> **Task goal**
As the answer, set down the lines below from the one containing "a unidade registrou" through the one containing "procedimentos realizados. Este", exactly and inclusively, and no others.

(Recorded data)
□ □ □ □ □

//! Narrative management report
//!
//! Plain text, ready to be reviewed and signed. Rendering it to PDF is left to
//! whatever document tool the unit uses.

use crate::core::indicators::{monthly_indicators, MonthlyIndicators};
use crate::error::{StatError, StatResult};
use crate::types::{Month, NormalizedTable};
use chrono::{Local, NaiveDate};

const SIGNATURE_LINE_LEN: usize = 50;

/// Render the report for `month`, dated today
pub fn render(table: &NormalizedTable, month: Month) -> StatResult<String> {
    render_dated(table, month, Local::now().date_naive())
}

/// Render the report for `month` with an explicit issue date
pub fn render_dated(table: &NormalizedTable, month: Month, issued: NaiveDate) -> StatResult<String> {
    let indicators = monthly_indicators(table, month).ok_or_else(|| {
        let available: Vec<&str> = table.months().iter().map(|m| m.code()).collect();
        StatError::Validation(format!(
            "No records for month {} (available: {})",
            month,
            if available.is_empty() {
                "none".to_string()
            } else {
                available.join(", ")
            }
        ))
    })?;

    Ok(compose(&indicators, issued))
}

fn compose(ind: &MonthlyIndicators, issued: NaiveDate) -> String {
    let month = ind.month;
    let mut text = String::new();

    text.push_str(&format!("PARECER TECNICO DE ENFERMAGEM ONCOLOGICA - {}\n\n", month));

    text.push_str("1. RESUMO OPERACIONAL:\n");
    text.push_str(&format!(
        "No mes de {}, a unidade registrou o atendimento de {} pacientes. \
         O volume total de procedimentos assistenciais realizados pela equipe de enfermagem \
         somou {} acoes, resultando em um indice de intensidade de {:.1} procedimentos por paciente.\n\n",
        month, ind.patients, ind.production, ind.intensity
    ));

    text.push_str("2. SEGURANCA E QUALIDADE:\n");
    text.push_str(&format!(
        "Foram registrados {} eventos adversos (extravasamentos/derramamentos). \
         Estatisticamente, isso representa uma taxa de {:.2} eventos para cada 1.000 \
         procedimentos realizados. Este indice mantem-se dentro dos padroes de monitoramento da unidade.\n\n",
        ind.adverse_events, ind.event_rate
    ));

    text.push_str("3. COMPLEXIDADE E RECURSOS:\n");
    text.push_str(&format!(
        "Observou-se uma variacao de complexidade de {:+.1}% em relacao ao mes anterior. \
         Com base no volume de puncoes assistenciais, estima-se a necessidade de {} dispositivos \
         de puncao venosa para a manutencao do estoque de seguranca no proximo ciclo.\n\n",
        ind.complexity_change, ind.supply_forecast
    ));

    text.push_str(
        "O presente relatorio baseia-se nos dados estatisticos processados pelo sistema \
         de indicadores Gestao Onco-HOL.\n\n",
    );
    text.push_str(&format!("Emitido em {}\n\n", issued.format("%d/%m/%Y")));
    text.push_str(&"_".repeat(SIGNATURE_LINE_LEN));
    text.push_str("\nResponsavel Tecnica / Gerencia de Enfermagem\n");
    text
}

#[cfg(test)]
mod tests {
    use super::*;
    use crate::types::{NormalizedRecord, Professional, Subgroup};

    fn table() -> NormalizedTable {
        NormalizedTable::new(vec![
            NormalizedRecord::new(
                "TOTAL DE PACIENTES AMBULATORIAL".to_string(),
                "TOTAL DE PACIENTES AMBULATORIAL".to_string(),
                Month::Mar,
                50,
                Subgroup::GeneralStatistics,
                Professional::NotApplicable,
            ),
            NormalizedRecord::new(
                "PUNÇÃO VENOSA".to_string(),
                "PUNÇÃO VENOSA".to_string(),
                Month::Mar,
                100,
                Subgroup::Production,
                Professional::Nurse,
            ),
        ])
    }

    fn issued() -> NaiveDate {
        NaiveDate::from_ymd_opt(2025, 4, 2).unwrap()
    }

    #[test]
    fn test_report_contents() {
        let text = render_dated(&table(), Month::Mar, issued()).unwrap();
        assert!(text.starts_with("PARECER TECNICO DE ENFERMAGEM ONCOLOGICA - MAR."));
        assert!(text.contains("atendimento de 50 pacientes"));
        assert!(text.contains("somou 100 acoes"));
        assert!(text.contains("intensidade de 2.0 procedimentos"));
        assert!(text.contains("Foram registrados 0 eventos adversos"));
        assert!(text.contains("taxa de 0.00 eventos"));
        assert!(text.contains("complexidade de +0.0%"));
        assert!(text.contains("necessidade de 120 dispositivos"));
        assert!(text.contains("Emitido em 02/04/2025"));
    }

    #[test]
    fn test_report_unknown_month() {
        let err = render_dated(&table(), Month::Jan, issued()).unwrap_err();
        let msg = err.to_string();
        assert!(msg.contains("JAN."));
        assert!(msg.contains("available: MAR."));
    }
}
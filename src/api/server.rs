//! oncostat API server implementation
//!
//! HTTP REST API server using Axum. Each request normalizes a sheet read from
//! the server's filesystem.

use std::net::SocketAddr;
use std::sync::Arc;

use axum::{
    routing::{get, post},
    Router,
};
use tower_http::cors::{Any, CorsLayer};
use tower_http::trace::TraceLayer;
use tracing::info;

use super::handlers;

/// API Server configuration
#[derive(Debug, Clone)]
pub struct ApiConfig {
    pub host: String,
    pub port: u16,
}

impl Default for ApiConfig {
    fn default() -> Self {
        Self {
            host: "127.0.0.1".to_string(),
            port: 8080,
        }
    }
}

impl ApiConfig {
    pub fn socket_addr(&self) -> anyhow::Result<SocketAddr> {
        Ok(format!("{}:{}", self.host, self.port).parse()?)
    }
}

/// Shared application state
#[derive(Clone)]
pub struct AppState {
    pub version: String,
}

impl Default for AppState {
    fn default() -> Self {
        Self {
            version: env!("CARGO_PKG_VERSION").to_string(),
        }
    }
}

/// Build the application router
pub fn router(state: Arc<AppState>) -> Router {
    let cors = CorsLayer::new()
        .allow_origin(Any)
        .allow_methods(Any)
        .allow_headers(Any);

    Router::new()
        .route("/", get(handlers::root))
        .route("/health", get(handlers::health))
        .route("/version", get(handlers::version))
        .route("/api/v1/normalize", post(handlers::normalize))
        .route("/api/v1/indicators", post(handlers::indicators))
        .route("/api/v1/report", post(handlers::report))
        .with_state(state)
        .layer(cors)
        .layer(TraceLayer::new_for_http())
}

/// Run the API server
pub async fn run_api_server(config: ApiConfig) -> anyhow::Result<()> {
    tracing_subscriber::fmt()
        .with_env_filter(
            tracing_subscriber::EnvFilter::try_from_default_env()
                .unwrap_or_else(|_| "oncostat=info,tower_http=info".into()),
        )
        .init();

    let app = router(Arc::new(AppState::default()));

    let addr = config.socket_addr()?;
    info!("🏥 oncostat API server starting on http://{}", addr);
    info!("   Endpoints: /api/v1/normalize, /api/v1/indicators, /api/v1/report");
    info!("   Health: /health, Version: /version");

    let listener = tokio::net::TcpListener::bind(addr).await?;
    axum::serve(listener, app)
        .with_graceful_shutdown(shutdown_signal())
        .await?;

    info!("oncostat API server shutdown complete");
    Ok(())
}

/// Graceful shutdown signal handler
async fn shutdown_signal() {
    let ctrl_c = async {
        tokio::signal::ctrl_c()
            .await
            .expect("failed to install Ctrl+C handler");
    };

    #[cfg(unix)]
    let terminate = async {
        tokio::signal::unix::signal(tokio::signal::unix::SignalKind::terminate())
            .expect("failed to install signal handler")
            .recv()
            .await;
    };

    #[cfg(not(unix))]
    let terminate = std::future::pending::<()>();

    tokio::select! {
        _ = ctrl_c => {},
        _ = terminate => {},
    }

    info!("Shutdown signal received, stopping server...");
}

□ □ □ □ □

> **Reply**
        "No mes de {}, a unidade registrou o atendimento de {} pacientes. \
         O volume total de procedimentos assistenciais realizados pela equipe de enfermagem \
         somou {} acoes, resultando em um indice de intensidade de {:.1} procedimentos por paciente.\n\n",
        month, ind.patients, ind.production, ind.intensity
    ));

    text.push_str("2. SEGURANCA E QUALIDADE:\n");
    text.push_str(&format!(
        "Foram registrados {} eventos adversos (extravasamentos/derramamentos). \
         Estatisticamente, isso representa uma taxa de {:.2} eventos para cada 1.000 \
         procedimentos realizados. Este indice mantem-se dentro dos padroes de monitoramento da unidade.\n\n",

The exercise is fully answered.